**Problem statement:**
Using the entries that follow, collect the lines where the word "impl" appears.

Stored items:
--*--

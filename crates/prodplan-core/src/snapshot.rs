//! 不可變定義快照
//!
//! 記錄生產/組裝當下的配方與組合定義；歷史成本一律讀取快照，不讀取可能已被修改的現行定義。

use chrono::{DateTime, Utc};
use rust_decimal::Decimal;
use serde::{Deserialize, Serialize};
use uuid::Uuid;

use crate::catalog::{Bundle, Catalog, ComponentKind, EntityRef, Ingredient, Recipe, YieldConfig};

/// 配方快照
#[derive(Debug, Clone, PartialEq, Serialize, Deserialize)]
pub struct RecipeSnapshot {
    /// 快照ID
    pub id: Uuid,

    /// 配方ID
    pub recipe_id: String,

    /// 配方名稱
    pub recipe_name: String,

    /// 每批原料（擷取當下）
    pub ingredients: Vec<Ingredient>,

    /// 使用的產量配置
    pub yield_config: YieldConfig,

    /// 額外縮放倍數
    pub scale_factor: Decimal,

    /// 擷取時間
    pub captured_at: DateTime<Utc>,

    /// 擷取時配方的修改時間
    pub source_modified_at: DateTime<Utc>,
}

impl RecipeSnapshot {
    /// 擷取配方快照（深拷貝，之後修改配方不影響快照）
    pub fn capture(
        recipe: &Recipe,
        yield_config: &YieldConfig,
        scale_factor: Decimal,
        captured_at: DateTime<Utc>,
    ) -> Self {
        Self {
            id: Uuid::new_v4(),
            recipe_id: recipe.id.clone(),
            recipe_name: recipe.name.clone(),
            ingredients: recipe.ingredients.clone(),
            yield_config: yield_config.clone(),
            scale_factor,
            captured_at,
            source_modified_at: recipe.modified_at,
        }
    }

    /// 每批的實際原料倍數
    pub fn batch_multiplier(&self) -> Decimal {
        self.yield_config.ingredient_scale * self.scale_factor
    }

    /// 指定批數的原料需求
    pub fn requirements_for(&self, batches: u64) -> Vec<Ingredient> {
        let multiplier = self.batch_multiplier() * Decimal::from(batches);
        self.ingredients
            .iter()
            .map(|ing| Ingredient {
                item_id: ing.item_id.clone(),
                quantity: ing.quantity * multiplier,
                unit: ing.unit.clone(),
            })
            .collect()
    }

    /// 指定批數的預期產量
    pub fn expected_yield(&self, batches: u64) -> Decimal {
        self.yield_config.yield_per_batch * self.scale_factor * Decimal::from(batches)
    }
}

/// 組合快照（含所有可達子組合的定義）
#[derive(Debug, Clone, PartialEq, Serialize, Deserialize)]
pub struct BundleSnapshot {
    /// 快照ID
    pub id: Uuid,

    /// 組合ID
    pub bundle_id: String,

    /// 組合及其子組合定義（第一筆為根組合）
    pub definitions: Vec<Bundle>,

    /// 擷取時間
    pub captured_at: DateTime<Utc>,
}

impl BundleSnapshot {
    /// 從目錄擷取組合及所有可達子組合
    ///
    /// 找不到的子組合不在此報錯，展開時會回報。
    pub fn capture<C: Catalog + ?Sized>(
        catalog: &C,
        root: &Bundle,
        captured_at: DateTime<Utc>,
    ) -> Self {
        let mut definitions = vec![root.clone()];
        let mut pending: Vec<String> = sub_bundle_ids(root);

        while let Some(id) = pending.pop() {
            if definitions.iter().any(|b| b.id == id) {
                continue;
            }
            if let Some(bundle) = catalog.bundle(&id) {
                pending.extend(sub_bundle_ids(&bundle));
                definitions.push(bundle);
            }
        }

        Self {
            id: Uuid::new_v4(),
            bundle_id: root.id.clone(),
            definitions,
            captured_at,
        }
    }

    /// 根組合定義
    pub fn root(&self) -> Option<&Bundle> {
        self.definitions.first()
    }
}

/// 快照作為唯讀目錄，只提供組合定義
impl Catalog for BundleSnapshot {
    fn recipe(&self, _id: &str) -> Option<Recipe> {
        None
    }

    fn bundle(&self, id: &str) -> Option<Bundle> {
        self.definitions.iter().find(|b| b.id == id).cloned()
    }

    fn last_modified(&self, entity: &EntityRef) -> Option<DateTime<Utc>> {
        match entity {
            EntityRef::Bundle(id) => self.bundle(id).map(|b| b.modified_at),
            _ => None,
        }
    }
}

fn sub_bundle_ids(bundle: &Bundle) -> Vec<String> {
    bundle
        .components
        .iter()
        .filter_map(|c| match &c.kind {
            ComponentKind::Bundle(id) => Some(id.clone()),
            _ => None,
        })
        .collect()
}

--*--

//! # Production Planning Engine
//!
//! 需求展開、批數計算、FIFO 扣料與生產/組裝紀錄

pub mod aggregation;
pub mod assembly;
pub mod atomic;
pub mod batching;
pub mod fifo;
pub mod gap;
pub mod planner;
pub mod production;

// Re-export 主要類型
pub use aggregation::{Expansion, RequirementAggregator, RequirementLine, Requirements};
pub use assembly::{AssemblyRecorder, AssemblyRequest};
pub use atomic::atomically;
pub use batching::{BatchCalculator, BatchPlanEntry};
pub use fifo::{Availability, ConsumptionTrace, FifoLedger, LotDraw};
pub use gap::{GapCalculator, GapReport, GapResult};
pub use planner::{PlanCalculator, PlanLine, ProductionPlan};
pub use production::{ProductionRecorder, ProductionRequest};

--*--

**Answer to the problem:**
impl RecipeSnapshot {
impl BundleSnapshot {
impl Catalog for BundleSnapshot {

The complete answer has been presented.